Can the Aravind model serve as an inspiration for a more general approach to the problem of health care for everyone?  It is of course a long shot, Aravind has been successful because of the compassionate spirit that permeated the entire project.  A sustainable health care model based on a similar approach requires vision from both the decision makers as well as the corporates that supply the medical world.  Still, a roadmap exists and has proven to work!

Thursday, 16 August 2012

The Farm Mela @ Chennai

The Farm is a multi-acre farm located among the new office jungle of the Chennai IT corridor.  It set off to offer family-fun experiences based on farm activities.  They do a brunch on w.e. and this coming w.e. (18th and 19th August) they are promoting a Mela for local artisans to promote their wares.  Do come and visit, the Farm is counting on this kind of activity to promote its offer and allow it to sustain its existence.  There is tremendous pressure from land developers to sell the farm and make way for more office buildings.

Poor roads cause fuel overconsumption, a report.

Various sources report (here and here) report on an interesting study by the IIM university of Calcutta on the rise in fuel consumption contributed from our poor road conditions.  The report estimates a whopping 87,500 crore INR (about 15 billion USD) is lost annually in fuel bills and at toll gate queues.

Estimating the various average speeds on our countries highways and the number of times vehicles have to stop at plazas, compared to an ideal road without stops, the study reveals a dire picture.

In view of recent price hikes on petrol throughout India, this news is not good for the current government.  The report argues that the fuel subsidies cost to the government is 60,000 crore INR, which would be largely compensated by having quality roads.

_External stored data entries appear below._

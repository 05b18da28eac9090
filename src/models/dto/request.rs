use serde::Deserialize;
use serde_json::Value;
use validator::{Validate, ValidationError};

fn validate_topic(topic: &str) -> Result<(), ValidationError> {
    if topic.trim().is_empty() {
        return Err(ValidationError::new("required").with_message("Topic is required".into()));
    }
    Ok(())
}

// Option fields are read as raw JSON so that a non-string value falls back
// to the default instead of rejecting the whole body.
fn option_str(value: &Option<Value>) -> Option<&str> {
    value.as_ref().and_then(Value::as_str)
}

#[derive(Debug, Clone, Deserialize, Validate)]
pub struct GenerateTextRequest {
    #[serde(default)]
    #[validate(custom(function = "validate_topic"))]
    pub topic: String,

    #[serde(default)]
    pub depth: Option<Value>,
}

impl GenerateTextRequest {
    pub fn depth(&self) -> Option<&str> {
        option_str(&self.depth)
    }
}

#[derive(Debug, Clone, Deserialize, Validate)]
pub struct GenerateCodeRequest {
    #[serde(default)]
    #[validate(custom(function = "validate_topic"))]
    pub topic: String,

    #[serde(default)]
    pub complexity: Option<Value>,
}

impl GenerateCodeRequest {
    pub fn complexity(&self) -> Option<&str> {
        option_str(&self.complexity)
    }
}

#[derive(Debug, Clone, Deserialize, Validate)]
pub struct GenerateAudioRequest {
    #[serde(default)]
    #[validate(custom(function = "validate_topic"))]
    pub topic: String,

    #[serde(default)]
    pub length: Option<Value>,
}

impl GenerateAudioRequest {
    pub fn length(&self) -> Option<&str> {
        option_str(&self.length)
    }
}

#[derive(Debug, Clone, Deserialize, Validate)]
pub struct GenerateVisualRequest {
    #[serde(default)]
    #[validate(custom(function = "validate_topic"))]
    pub topic: String,
}
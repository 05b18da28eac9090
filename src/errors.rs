use actix_web::{http::StatusCode, HttpResponse, ResponseError};
use thiserror::Error;

use crate::{
    recovery::RecoveryError,
    services::{http_helpers::failure_json, model_service::ModelError},
};

#[derive(Debug, Clone, Error)]
pub enum AppError {
    #[error("{0}")]
    ValidationError(String),

    #[error("Failed to generate content: all model backends were exhausted")]
    BackendExhausted,

    #[error(transparent)]
    RecoveryFailed(#[from] RecoveryError),

    #[error("Configuration error: {0}")]
    ConfigError(String),

    #[error("Internal server error: {0}")]
    InternalError(String),
}

impl AppError {
    pub fn error_code(&self) -> &'static str {
        match self {
            AppError::ValidationError(_) => "VALIDATION_ERROR",
            AppError::BackendExhausted => "BACKEND_EXHAUSTED",
            AppError::RecoveryFailed(_) => "RECOVERY_FAILED",
            AppError::ConfigError(_) => "CONFIG_ERROR",
            AppError::InternalError(_) => "INTERNAL_ERROR",
        }
    }
}

impl ResponseError for AppError {
    fn status_code(&self) -> StatusCode {
        match self {
            AppError::ValidationError(_) => StatusCode::BAD_REQUEST,
            AppError::BackendExhausted => StatusCode::INTERNAL_SERVER_ERROR,
            AppError::RecoveryFailed(_) => StatusCode::INTERNAL_SERVER_ERROR,
            AppError::ConfigError(_) => StatusCode::INTERNAL_SERVER_ERROR,
            AppError::InternalError(_) => StatusCode::INTERNAL_SERVER_ERROR,
        }
    }

    fn error_response(&self) -> HttpResponse {
        log::warn!("Request failed [{}]: {}", self.error_code(), self);
        failure_json(self.status_code(), self.to_string())
    }
}

impl From<validator::ValidationErrors> for AppError {
    fn from(err: validator::ValidationErrors) -> Self {
        let message = err
            .field_errors()
            .into_values()
            .flatten()
            .filter_map(|e| e.message.as_ref().map(|m| m.to_string()))
            .next()
            .unwrap_or_else(|| err.to_string());
        AppError::ValidationError(message)
    }
}

impl From<ModelError> for AppError {
    fn from(err: ModelError) -> Self {
        match err {
            ModelError::BackendsExhausted { .. } => AppError::BackendExhausted,
            ModelError::NoBackendsConfigured => AppError::ConfigError(err.to_string()),
            other => AppError::InternalError(other.to_string()),
        }
    }
}

pub type AppResult<T> = Result<T, AppError>;
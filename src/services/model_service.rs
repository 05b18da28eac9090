use std::{sync::Arc, time::Duration};

use async_openai::{config::OpenAIConfig, Client};
use async_trait::async_trait;
use secrecy::ExposeSecret;
use serde::Deserialize;
use serde_json::json;
use thiserror::Error;

use crate::config::Config;

#[derive(Debug, Clone, PartialEq, Eq, Error)]
pub enum ModelError {
    #[error("Model request failed: {0}")]
    Request(String),

    #[error("Model request timed out after {0} seconds")]
    Timeout(u64),

    #[error("All {attempted} model backends failed or returned empty text")]
    BackendsExhausted { attempted: usize },

    #[error("No model backends configured")]
    NoBackendsConfigured,
}

/// A chat-completion endpoint that can serve any of the configured models.
#[cfg_attr(test, mockall::automock)]
#[async_trait]
pub trait ChatBackend: Send + Sync {
    async fn complete(&self, model: &str, prompt: &str) -> Result<String, ModelError>;
}

/// Talks to an OpenAI-compatible chat completion API (Groq by default).
pub struct OpenAiChatBackend {
    client: Client<OpenAIConfig>,
    temperature: f32,
    max_tokens: u32,
}

impl OpenAiChatBackend {
    pub fn new(config: &Config) -> Self {
        let openai_config = OpenAIConfig::new()
            .with_api_key(config.model_api_key.expose_secret())
            .with_api_base(&config.model_api_base);

        Self {
            client: Client::with_config(openai_config),
            temperature: config.model_temperature,
            max_tokens: config.model_max_tokens,
        }
    }

    fn build_request(&self, model: &str, prompt: &str) -> serde_json::Value {
        json!({
            "model": model,
            "messages": [{ "role": "user", "content": prompt }],
            "temperature": self.temperature,
            "max_tokens": self.max_tokens,
        })
    }
}

#[derive(Debug, Deserialize)]
struct ChatCompletionBody {
    #[serde(default)]
    choices: Vec<ChatChoice>,
}

#[derive(Debug, Deserialize)]
struct ChatChoice {
    message: ChatChoiceMessage,
}

#[derive(Debug, Deserialize)]
struct ChatChoiceMessage {
    #[serde(default)]
    content: Option<String>,
}

impl ChatCompletionBody {
    fn into_first_content(self) -> String {
        self.choices
            .into_iter()
            .next()
            .and_then(|choice| choice.message.content)
            .unwrap_or_default()
    }
}

#[async_trait]
impl ChatBackend for OpenAiChatBackend {
    async fn complete(&self, model: &str, prompt: &str) -> Result<String, ModelError> {
        let request = self.build_request(model, prompt);
        let body: ChatCompletionBody = self
            .client
            .chat()
            .create_byot(request)
            .await
            .map_err(|e| ModelError::Request(e.to_string()))?;

        Ok(body.into_first_content())
    }
}

/// Generates text by walking the configured model list in order.
pub struct ModelService {
    backend: Arc<dyn ChatBackend>,
    models: Vec<String>,
    attempt_timeout: Duration,
}

impl ModelService {
    pub fn new(
        backend: Arc<dyn ChatBackend>,
        models: Vec<String>,
        attempt_timeout: Duration,
    ) -> Result<Self, ModelError> {
        if models.is_empty() {
            return Err(ModelError::NoBackendsConfigured);
        }

        Ok(Self {
            backend,
            models,
            attempt_timeout,
        })
    }

    pub fn models(&self) -> &[String] {
        &self.models
    }

    /// Returns the first non-empty response. Each model is tried at most once;
    /// individual failures are logged and never surfaced.
    pub async fn generate(&self, prompt: &str) -> Result<String, ModelError> {
        let total = self.models.len();

        for (index, model) in self.models.iter().enumerate() {
            log::info!("Attempting generation with model {} ({}/{})", model, index + 1, total);

            let outcome = tokio::time::timeout(self.attempt_timeout, self.backend.complete(model, prompt))
                .await
                .unwrap_or(Err(ModelError::Timeout(self.attempt_timeout.as_secs())));

            match outcome {
                Ok(text) if !text.trim().is_empty() => {
                    log::info!("Model {} produced {} bytes", model, text.len());
                    return Ok(text);
                }
                Ok(_) => log::warn!("Model {} returned an empty response", model),
                Err(e) => log::warn!("Model {} failed: {}", model, e),
            }
        }

        log::error!("All {} model backends exhausted", total);
        Err(ModelError::BackendsExhausted { attempted: total })
    }
}
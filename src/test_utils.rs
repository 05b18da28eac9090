#[cfg(test)]
pub mod fixtures {
    /// Audio record wrapped in a markdown fence with prose around it.
    pub const FENCED_AUDIO_OUTPUT: &str = "Here is your lesson:\n```json\n{\n  \"title\": \"Attention in Transformers\",\n  \"script\": \"Imagine reading a sentence... and highlighting the words that matter most.\",\n  \"duration\": \"3 minutes\"\n}\n```\nEnjoy!";

    /// Code record with a preamble, raw line breaks inside `code` and a trailing comma.
    pub const CHATTY_CODE_OUTPUT: &str = "Sure! Here is a complete example:\n\n{\n  \"title\": \"Linear Regression Demo\",\n  \"language\": \"python\",\n  \"code\": \"import numpy as np\nfrom sklearn.linear_model import LinearRegression\n\nX = np.array([[1], [2], [3]])\nmodel = LinearRegression().fit(X, [2, 4, 6])\nprint(model.coef_)\",\n  \"dependencies\": [\"numpy\", \"scikit-learn\",],\n  \"explanation\": \"Fits y = 2x.\",\n  \"executionInstructions\": \"pip install numpy scikit-learn, then run the script.\"\n}\n\nLet me know if you need anything else!";

    /// Text record with an unescaped LaTeX command and a raw line break.
    pub const LATEX_TEXT_OUTPUT: &str = "{\n  \"title\": \"Logistic Regression\",\n  \"sections\": [\n    {\n      \"heading\": \"The Sigmoid\",\n      \"content\": \"The model applies \\sigma(z) = 1 / (1 + e^{-z}).\nIts output is a probability.\"\n    }\n  ],\n  \"summary\": \"A linear model squashed by \\sigma.\"\n}";

    /// Visual record that is already strict JSON.
    pub const CLEAN_VISUAL_OUTPUT: &str = r#"{"title": "Neural Network Architecture", "descriptions": [{"label": "Input Layer", "description": "Where data enters the network.", "svgContent": "<svg viewBox='0 0 800 500' xmlns='http://www.w3.org/2000/svg'><rect width='800' height='500' fill='#0B0F14'/></svg>"}]}"#;

    /// Brace-delimited but structurally broken beyond repair.
    pub const BROKEN_OUTPUT: &str = "{\"title\": \"Broken\", \"sections\": [ {\"heading\": \"x\" ]}";
}

#[cfg(test)]
pub mod test_helpers {
    use actix_web::http::StatusCode;

    /// Asserts that a status code represents an error (4xx or 5xx)
    pub fn assert_error_status(status: StatusCode) {
        assert!(
            status.is_client_error() || status.is_server_error(),
            "Expected error status, got: {}",
            status
        );
    }

    /// Asserts that a status code represents success (2xx)
    pub fn assert_success_status(status: StatusCode) {
        assert!(
            status.is_success(),
            "Expected success status, got: {}",
            status
        );
    }
}

#[cfg(test)]
mod tests {
    use super::fixtures::*;
    use crate::models::domain::{AudioContent, TextContent, VisualContent};
    use crate::recovery::{recover, recover_record, RecoveryError};

    #[test]
    fn test_fixtures_recover_into_their_shapes() {
        let audio: AudioContent = recover_record(FENCED_AUDIO_OUTPUT).unwrap();
        assert_eq!(audio.duration, "3 minutes");

        let text: TextContent = recover_record(LATEX_TEXT_OUTPUT).unwrap();
        assert_eq!(text.summary, "A linear model squashed by \\sigma.");

        let visual: VisualContent = recover_record(CLEAN_VISUAL_OUTPUT).unwrap();
        assert_eq!(visual.descriptions.len(), 1);
    }

    #[test]
    fn test_broken_fixture_is_unrecoverable() {
        assert!(matches!(
            recover(BROKEN_OUTPUT),
            Err(RecoveryError::UnrecoverableJson { .. })
        ));
    }
}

Another article throws further light on the recent increase in petrol prices, demonstrating that the government isn't actually loosing money on the subsidies.  In fact Indian has one of largest taxes on fuel in the world, on par with European nations and thus the government's increase in fuel price is yet another way to increase their revenues.  Probably to fuel yet more loss making projects or should I say scams?

Thursday, 9 August 2012

The need for creative design!

A couple of weeks ago I came across an interesting article that was talking about the rise in popularity of a Creative Design course at MIT in the US.  There is a good need for this right here in Chennai.  A few months back the Souther Railways set up new automated vending machines to sell tickets to commuters.  The city's station is scene to long queues of commuters at ticket counters as there are much demand and few open counters.  Apparently the new vending machine required a smart card to operate, which means one has to buy the card in the first place.  One assumes this was meant to solve the issue to machines issuing change and thus not having to empty them of cash each day.  However, given our propensity to neglect schemes for deposit credit, the new venture is a big flop.  Regular, pass carrying commuters are buying their monthly or quarterly tickets as before, while daily commuters do not want to part with the deposit money required to obtain a smart card.  The result is that queues are still forming and the Railways have spent bad money on machines that are going idle.

To remedy this, they are now proposing to have the machines manned with retired railway personnel who will have their own smart card and accept change from the commuters ???? Clearly a problem that has not been well understood and a solution that lacks creative design.